Re: [RFC] Improve memset
From: Borislav Petkov
Date: Fri Sep 13 2019 - 06:42:41 EST
On Fri, Sep 13, 2019 at 11:18:00AM +0200, Rasmus Villemoes wrote:
> Something like
> if (__builtin_constant_p(c) && __builtin_constant_p(n) && n <= 32)
> return __builtin_memset(dest, c, n);
> might be enough? Of course it would be sad if 32 was so high that this
> turned into a memset() call, but there's -mmemset-strategy= if one wants
> complete control. Though that's of course build-time, so can't consider
> differences between cpu models.
Yah, that seems to turn this:
memset(&tr, 0, sizeof(tr));
tr.b = b;
where sizeof(tr) < 32 into:
# ./arch/x86/include/asm/string_64.h:29: return __builtin_memset(dest, c, n);
movq $0, 16(%rsp) #, MEM[(void *)&tr + 8B]

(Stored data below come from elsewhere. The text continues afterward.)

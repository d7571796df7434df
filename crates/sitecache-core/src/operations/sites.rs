use std::collections::HashSet;

use serde::{Deserialize, Serialize};
use tracing::{debug, info, warn};

use super::args::{session_handle, SiteArgs};
use super::{decode_all, OperationError, Operations};
use crate::api::UpstreamRequest;
use crate::auth::SessionHandle;
use crate::models::{Site, SiteSummary};

/// Sites returned when the caller does not say
const DEFAULT_MAX_SITES: i64 = 50;

/// Upper bound on `max_results` for site listings
const MAX_SITES: i64 = 500;

/// Terms tried when a plain listing finds nothing; they match most site names
const DISCOVERY_TERMS: [&str; 5] = ["site", "team", "project", "department", "group"];

#[derive(Debug, Clone, Deserialize)]
pub struct ListSitesArgs {
    pub session_token: String,
    pub search: Option<String>,
    pub max_results: Option<i64>,
}

#[derive(Debug, Clone, Deserialize)]
pub struct GetSiteArgs {
    pub session_token: String,
    #[serde(flatten)]
    pub site: SiteArgs,
}

#[derive(Debug, Clone, Serialize)]
pub struct SiteListing {
    pub count: usize,
    pub sites: Vec<SiteSummary>,
}

#[derive(Debug, Clone, Serialize)]
pub struct SiteDetail {
    pub site: SiteSummary,
}

impl Operations {
    /// Sites the session can reach, optionally narrowed by a search term.
    pub async fn list_sites(&self, args: ListSitesArgs) -> Result<SiteListing, OperationError> {
        let max_results = args.max_results.unwrap_or(DEFAULT_MAX_SITES);
        if !(1..=MAX_SITES).contains(&max_results) {
            return Err(OperationError::InvalidArguments(format!(
                "max_results must be between 1 and {}",
                MAX_SITES
            )));
        }
        let limit = max_results as usize;
        let session = session_handle(&args.session_token)?;
        let search = args
            .search
            .as_deref()
            .map(str::trim)
            .filter(|s| !s.is_empty());

        let mut request = UpstreamRequest::get("/sites");
        if let Some(term) = search {
            request = request.query("search", term);
        }
        let mut sites: Vec<Site> = decode_all(self.client().list(&session, request, limit).await?)?;

        if sites.is_empty() && search.is_none() {
            info!("No sites listed, trying broad discovery search");
            sites = self.discover_sites(&session, limit).await;
            if !sites.is_empty() {
                info!(count = sites.len(), "Broad discovery found sites");
            }
        }

        let sites: Vec<SiteSummary> = sites.iter().map(Site::to_summary).collect();
        Ok(SiteListing {
            count: sites.len(),
            sites,
        })
    }

    /// Search a handful of common terms, de-duplicating by id, until `limit`
    /// sites are found. A failing term is skipped.
    async fn discover_sites(&self, session: &SessionHandle, limit: usize) -> Vec<Site> {
        let mut seen = HashSet::new();
        let mut found = Vec::new();

        for term in DISCOVERY_TERMS {
            let request = UpstreamRequest::get("/sites").query("search", term);
            let page = match self.client().list(session, request, limit).await {
                Ok(values) => values,
                Err(e) => {
                    warn!(term, error = %e, "Discovery search failed");
                    continue;
                }
            };
            let sites: Vec<Site> = match decode_all(page) {
                Ok(sites) => sites,
                Err(e) => {
                    warn!(term, error = %e, "Discovery search returned unexpected data");
                    continue;
                }
            };
            debug!(term, count = sites.len(), "Discovery search");

            for site in sites {
                if !site.id.is_empty() && seen.insert(site.id.clone()) {
                    found.push(site);
                }
            }
            if found.len() >= limit {
                break;
            }
        }

        found.truncate(limit);
        found
    }

    /// One site by URL or id.
    pub async fn get_site(&self, args: GetSiteArgs) -> Result<SiteDetail, OperationError> {
        let locator = args.site.locator()?;
        let session = session_handle(&args.session_token)?;
        let site: Site = self
            .client()
            .call_as(&session, &UpstreamRequest::get(locator.lookup_path()))
            .await?;
        Ok(SiteDetail {
            site: site.to_summary(),
        })
    }
}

movq $0, 24(%rsp) #, MEM[(void *)&tr + 8B]
# arch/x86/kernel/cpu/mce/amd.c:1070: tr.b = b;
movq %rbx, 8(%rsp) # b, tr.b
which is 2 u64 moves and the assignment of b at offset 8.
Question is, where we should put the size cap? I'm thinking 32 or 64
Linus, got any suggestions?
Or should we talk to Intel hw folks about it...